> Problem requirements: Report all lines of the records that contain "deps".

Data entries:
*** Begin section ***

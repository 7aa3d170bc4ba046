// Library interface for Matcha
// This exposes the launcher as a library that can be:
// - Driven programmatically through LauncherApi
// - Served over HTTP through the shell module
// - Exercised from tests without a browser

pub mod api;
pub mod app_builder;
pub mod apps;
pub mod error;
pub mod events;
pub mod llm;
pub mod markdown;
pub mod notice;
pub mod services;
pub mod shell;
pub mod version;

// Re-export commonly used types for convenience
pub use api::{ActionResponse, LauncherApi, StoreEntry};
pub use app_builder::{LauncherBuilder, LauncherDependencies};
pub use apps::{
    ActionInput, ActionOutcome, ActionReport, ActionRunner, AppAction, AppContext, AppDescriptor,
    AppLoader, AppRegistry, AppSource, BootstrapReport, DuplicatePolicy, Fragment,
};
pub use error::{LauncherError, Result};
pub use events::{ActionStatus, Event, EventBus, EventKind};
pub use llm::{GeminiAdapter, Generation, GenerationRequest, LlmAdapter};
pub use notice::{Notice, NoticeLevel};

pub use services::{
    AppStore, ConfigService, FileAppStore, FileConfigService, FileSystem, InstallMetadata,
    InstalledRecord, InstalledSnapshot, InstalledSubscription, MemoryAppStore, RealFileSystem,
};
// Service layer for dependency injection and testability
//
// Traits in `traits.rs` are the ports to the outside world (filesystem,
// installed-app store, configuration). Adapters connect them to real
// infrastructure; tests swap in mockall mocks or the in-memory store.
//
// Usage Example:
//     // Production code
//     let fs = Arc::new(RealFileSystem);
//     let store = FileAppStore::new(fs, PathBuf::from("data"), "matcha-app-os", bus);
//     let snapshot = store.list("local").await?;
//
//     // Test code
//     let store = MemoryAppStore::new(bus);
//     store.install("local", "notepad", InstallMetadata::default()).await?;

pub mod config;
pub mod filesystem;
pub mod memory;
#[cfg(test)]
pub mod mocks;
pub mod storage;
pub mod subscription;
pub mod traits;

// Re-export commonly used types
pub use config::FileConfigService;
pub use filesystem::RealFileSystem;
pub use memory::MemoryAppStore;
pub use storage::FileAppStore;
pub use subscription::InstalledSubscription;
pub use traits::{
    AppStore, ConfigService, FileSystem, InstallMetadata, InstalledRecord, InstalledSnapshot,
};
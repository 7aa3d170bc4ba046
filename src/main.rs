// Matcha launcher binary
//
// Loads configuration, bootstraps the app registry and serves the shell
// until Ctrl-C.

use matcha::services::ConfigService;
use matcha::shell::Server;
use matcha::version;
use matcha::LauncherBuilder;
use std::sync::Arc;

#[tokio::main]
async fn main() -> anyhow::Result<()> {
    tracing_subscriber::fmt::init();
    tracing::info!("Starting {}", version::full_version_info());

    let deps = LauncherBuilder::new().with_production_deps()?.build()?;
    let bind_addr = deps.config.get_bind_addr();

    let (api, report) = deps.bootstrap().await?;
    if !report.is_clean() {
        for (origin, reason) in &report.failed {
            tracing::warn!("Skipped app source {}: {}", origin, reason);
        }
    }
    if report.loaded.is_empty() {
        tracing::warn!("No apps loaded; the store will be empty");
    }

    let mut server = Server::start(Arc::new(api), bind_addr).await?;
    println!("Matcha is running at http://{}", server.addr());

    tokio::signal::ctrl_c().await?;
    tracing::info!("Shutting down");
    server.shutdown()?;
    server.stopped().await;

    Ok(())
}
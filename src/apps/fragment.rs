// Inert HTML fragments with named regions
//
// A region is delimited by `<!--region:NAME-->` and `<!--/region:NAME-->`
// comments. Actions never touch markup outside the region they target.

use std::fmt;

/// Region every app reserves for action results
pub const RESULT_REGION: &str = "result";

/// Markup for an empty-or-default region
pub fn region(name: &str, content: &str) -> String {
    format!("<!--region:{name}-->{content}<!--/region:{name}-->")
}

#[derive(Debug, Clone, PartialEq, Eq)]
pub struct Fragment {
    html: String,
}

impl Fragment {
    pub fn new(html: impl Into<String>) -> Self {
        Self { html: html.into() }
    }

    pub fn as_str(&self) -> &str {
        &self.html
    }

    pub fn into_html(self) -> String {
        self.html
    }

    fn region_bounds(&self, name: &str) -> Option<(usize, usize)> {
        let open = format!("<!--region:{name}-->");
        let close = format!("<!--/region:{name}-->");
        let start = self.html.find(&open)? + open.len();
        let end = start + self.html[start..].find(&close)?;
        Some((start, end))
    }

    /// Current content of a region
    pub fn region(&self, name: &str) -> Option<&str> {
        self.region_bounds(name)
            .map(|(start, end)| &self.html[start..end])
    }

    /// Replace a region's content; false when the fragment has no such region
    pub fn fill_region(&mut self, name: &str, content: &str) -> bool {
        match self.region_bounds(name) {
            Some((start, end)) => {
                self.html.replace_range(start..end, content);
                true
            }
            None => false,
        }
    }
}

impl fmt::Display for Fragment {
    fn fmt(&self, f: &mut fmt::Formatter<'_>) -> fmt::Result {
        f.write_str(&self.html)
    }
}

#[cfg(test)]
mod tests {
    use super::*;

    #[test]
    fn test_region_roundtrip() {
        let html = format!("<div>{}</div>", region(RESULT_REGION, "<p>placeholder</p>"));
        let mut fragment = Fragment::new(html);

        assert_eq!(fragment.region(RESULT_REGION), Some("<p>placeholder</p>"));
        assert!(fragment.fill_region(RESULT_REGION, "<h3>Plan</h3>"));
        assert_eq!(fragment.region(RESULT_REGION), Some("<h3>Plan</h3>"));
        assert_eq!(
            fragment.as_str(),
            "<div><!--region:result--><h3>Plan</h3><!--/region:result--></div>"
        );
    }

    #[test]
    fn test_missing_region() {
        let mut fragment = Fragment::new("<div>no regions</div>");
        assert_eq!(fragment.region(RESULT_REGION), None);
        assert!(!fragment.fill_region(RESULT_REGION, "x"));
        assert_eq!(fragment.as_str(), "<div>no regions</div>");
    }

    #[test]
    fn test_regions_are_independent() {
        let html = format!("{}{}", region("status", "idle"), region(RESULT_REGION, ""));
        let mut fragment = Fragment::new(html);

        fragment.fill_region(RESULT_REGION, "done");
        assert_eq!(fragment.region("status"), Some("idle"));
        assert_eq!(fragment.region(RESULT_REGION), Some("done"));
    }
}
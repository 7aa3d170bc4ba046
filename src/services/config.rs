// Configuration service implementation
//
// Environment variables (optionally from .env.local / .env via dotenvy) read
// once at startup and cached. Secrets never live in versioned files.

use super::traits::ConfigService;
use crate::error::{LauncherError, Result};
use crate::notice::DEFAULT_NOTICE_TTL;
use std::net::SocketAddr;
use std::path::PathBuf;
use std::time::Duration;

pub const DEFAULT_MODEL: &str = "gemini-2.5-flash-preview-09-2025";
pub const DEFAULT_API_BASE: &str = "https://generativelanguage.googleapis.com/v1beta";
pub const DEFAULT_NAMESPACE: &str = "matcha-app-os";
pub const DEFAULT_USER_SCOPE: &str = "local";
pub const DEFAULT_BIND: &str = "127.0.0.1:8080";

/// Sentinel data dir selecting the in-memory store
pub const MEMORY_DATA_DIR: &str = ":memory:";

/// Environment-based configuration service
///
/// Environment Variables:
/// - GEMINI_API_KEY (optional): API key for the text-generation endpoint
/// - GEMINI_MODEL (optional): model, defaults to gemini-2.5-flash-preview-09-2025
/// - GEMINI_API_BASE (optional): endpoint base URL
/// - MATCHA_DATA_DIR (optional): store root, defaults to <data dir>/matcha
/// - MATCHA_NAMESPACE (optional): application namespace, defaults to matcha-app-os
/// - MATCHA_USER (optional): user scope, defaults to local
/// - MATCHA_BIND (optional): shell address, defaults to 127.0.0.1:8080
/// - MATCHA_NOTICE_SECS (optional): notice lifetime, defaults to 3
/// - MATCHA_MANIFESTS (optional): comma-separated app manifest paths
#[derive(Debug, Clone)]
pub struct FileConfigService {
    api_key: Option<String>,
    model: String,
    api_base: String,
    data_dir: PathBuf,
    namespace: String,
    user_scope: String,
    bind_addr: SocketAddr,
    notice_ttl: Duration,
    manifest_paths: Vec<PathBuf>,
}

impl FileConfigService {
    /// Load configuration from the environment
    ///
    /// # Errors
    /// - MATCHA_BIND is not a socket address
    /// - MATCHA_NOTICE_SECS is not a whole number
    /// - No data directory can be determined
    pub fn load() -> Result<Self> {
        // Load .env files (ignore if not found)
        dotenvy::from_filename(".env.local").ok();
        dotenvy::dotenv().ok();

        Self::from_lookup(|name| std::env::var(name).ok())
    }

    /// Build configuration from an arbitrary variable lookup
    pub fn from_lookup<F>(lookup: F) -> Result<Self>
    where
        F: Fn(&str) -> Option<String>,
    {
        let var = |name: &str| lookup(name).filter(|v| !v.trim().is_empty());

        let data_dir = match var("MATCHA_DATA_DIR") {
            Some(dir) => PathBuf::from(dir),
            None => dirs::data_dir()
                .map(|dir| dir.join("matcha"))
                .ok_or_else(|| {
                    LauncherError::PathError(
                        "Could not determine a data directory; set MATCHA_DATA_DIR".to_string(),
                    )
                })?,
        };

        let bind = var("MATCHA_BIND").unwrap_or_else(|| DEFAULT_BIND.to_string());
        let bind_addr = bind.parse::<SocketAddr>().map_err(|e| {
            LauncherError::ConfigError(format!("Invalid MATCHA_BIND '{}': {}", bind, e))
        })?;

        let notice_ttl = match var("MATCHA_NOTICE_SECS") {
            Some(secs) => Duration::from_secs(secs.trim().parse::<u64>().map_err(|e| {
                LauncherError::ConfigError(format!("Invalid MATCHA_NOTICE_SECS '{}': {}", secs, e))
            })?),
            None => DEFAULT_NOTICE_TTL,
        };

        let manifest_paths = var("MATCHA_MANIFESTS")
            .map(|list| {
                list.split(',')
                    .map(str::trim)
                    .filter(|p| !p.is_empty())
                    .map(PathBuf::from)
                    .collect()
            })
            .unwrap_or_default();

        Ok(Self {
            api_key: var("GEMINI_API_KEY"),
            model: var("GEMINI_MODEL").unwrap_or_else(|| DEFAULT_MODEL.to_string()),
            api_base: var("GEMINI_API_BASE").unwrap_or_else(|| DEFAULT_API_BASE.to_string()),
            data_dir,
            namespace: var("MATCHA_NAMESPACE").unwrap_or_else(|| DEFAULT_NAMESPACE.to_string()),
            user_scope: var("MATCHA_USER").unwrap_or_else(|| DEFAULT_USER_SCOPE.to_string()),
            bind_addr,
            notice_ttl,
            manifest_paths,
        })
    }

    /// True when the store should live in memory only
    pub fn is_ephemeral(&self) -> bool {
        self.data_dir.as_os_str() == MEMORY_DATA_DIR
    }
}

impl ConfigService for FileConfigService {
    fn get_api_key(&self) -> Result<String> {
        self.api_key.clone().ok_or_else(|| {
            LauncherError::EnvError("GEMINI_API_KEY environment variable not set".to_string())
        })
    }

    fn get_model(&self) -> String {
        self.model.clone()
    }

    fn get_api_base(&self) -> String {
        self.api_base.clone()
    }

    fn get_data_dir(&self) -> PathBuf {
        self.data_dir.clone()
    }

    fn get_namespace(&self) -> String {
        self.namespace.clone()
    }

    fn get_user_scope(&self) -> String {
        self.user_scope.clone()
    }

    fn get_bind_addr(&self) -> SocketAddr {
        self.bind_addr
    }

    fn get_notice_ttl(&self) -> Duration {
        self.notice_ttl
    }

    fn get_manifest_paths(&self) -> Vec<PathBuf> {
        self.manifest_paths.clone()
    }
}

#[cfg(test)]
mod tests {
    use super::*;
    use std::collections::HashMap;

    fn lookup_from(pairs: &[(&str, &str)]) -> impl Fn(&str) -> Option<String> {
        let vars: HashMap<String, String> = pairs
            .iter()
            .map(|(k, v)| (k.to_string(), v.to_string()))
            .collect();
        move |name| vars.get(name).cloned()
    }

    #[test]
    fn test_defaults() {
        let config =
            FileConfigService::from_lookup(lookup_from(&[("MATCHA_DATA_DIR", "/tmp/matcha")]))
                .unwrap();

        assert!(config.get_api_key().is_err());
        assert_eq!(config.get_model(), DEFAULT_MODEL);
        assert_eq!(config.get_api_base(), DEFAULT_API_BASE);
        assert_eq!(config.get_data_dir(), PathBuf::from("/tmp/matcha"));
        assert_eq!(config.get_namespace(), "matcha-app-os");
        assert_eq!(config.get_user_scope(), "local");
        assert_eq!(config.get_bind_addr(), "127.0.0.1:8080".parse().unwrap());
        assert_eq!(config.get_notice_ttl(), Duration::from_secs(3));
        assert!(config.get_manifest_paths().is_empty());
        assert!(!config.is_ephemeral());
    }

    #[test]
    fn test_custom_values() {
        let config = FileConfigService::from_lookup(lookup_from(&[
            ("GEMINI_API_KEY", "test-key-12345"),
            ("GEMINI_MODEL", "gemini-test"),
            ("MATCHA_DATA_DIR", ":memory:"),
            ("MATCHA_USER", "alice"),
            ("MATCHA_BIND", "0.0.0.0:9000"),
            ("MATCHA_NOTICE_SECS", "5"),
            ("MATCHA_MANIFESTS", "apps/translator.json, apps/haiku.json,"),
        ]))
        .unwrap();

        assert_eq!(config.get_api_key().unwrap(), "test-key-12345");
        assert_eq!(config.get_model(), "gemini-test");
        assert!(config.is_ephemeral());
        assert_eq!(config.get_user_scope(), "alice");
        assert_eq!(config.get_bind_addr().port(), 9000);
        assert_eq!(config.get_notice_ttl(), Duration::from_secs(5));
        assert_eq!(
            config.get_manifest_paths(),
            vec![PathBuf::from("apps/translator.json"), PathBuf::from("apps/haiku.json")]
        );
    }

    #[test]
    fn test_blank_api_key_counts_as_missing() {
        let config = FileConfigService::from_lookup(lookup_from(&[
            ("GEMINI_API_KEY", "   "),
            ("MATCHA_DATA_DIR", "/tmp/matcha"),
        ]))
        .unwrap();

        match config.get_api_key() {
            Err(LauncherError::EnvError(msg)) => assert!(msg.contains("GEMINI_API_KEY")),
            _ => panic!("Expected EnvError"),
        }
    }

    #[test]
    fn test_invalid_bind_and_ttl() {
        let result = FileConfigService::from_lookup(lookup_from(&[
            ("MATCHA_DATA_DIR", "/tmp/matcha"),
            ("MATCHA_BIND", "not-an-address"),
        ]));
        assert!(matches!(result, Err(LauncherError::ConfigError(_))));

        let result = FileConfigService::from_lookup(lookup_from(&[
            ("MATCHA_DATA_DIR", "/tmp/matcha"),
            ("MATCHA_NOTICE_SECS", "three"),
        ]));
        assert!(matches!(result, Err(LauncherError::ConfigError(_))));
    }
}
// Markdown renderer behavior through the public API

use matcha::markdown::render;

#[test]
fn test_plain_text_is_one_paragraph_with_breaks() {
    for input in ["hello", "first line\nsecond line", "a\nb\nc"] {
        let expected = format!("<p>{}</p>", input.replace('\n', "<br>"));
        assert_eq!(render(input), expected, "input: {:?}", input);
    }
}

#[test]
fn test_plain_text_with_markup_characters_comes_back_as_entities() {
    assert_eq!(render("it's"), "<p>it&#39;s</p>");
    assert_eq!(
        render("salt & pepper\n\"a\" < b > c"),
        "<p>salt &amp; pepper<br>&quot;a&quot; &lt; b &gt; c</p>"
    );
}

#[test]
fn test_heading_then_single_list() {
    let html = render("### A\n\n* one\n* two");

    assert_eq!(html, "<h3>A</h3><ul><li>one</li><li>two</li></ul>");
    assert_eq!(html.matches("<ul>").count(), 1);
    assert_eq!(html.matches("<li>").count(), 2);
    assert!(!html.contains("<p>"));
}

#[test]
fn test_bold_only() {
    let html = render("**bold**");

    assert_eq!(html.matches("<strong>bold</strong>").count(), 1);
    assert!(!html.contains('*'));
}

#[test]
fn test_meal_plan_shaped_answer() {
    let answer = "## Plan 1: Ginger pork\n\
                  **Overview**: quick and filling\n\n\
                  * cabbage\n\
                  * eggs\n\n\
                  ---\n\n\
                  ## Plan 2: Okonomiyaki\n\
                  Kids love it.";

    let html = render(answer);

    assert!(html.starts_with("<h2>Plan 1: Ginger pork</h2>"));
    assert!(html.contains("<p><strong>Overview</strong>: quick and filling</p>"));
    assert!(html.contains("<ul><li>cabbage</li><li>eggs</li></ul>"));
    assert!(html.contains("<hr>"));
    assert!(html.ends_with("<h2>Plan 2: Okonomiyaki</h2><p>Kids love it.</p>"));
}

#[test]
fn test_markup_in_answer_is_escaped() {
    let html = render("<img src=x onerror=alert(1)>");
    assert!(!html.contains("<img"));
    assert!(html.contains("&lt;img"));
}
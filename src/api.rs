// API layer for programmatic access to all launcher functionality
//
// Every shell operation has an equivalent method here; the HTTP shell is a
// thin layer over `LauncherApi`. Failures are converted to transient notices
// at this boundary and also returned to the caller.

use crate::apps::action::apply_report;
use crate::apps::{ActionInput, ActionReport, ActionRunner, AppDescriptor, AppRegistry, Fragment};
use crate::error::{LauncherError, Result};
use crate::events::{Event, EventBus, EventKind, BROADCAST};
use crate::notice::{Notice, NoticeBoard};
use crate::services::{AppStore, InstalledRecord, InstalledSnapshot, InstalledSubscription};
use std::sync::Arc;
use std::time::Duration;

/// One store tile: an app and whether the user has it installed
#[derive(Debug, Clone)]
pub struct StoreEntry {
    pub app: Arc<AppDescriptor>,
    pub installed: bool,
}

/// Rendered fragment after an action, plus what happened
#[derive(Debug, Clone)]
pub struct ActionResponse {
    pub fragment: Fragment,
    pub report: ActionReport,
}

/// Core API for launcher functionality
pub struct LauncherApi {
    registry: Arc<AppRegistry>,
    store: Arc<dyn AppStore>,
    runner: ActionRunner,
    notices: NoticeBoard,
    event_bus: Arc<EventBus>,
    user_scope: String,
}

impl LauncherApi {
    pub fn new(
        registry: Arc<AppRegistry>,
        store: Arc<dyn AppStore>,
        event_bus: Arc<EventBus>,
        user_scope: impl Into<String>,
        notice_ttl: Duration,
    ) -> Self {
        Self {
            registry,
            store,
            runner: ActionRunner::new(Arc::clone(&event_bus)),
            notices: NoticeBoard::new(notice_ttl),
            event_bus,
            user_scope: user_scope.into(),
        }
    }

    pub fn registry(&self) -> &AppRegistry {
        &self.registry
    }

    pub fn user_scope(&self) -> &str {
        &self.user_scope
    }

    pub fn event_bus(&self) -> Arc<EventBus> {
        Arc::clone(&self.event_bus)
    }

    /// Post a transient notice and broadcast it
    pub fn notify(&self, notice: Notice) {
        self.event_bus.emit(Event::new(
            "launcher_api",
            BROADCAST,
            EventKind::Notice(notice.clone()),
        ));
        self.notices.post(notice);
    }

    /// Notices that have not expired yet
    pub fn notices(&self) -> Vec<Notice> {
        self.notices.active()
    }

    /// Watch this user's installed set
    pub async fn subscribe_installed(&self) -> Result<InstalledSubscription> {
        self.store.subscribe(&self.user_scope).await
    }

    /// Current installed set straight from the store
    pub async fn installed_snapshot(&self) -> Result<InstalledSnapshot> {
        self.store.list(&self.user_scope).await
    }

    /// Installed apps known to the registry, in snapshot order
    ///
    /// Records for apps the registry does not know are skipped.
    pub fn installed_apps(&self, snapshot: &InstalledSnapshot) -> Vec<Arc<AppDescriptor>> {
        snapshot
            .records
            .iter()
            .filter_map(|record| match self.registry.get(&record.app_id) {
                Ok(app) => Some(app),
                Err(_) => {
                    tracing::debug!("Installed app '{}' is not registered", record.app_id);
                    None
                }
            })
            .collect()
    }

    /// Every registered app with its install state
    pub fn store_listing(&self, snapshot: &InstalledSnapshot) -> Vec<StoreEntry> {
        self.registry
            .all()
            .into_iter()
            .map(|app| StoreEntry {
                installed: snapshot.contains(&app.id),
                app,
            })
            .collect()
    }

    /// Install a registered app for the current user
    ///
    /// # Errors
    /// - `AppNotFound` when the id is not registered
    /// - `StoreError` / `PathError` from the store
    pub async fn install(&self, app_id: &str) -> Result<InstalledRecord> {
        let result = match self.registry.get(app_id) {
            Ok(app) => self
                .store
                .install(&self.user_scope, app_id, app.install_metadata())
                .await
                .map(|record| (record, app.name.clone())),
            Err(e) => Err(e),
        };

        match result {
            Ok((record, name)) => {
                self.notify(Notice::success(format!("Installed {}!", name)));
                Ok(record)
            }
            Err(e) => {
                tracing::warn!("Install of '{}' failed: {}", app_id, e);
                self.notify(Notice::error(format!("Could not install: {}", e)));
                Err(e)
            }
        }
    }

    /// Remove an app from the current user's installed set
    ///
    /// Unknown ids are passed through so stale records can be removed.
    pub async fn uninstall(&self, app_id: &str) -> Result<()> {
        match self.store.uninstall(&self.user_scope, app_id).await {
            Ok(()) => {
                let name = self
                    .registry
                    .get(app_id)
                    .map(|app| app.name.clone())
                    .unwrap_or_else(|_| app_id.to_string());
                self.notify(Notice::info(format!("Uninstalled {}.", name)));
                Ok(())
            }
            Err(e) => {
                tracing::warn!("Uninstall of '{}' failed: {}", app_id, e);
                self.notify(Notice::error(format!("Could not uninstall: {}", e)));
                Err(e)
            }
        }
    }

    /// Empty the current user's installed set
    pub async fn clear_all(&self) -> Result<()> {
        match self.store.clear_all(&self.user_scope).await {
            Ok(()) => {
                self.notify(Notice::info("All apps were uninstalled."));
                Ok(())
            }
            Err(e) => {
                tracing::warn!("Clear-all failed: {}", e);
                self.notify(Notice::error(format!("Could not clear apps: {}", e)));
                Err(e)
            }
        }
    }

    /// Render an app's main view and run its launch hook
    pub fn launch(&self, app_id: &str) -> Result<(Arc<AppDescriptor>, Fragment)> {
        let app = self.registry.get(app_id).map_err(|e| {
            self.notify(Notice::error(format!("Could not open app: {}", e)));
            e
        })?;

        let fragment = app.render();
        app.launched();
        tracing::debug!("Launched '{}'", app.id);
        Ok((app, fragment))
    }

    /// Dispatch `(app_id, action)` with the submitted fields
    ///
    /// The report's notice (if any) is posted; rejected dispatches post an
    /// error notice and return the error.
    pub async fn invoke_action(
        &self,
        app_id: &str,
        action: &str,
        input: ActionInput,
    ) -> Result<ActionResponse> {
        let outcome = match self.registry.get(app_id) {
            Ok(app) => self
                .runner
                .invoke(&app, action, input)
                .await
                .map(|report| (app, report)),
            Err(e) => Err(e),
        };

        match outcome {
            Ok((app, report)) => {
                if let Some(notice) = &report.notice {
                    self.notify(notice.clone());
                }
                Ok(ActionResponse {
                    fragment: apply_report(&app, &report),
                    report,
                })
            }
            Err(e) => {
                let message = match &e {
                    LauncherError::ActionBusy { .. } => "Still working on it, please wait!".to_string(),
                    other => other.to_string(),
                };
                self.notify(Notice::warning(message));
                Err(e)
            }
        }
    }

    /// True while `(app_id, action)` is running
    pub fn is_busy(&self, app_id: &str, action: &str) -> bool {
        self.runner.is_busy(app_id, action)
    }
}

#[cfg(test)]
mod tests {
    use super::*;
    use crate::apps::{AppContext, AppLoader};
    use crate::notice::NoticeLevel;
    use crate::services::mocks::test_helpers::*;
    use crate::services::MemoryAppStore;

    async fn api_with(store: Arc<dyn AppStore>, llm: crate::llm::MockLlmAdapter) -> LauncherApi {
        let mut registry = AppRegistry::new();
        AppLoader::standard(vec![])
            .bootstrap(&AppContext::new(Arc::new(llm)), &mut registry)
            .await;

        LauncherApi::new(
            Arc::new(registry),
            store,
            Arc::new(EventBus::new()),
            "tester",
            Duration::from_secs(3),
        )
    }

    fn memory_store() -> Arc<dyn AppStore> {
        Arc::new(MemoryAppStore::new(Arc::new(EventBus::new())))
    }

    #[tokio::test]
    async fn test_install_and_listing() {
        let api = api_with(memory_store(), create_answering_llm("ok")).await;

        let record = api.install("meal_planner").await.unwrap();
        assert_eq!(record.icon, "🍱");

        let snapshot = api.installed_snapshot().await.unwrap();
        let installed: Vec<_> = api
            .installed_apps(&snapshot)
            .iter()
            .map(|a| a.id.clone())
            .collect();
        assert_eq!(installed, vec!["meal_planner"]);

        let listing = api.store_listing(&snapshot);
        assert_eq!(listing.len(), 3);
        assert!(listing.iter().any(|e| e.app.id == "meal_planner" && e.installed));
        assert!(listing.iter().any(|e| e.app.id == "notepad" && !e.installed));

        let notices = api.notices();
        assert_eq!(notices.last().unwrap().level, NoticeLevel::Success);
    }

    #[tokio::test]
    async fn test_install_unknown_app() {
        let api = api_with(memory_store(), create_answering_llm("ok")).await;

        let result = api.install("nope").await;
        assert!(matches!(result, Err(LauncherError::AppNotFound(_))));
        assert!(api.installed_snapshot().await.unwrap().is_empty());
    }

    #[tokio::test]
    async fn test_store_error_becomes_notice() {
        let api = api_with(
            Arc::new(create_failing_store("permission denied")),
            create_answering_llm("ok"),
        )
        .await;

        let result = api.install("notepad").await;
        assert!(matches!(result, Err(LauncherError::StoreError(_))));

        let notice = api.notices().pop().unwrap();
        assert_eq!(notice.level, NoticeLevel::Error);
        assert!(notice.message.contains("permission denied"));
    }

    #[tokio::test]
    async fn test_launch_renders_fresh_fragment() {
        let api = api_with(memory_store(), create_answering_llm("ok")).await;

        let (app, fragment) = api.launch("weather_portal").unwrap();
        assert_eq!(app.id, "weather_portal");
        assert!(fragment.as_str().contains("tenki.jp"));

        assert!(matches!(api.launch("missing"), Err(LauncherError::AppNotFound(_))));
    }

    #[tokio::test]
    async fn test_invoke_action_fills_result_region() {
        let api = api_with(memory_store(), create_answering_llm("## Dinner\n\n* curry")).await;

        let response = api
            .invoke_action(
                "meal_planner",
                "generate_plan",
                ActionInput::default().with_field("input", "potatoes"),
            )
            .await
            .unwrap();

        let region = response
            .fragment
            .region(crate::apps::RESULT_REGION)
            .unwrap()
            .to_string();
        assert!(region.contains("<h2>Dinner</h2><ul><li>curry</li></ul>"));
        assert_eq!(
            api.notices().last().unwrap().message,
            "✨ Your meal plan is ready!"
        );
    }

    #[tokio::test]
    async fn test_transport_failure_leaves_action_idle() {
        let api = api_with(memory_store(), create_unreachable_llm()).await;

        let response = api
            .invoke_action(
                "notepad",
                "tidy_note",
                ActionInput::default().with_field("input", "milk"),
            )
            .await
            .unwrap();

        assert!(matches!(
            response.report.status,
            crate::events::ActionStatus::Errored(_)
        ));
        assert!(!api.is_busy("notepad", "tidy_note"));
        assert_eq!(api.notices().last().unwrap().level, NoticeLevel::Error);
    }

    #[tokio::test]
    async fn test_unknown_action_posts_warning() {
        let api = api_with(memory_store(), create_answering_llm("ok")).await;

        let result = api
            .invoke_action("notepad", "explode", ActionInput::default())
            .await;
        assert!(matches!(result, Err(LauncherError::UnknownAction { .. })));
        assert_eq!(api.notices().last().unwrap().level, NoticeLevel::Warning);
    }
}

*** End section ***

> Final answer:
    let deps = LauncherBuilder::new().with_production_deps()?.build()?;
    let bind_addr = deps.config.get_bind_addr();
    let (api, report) = deps.bootstrap().await?;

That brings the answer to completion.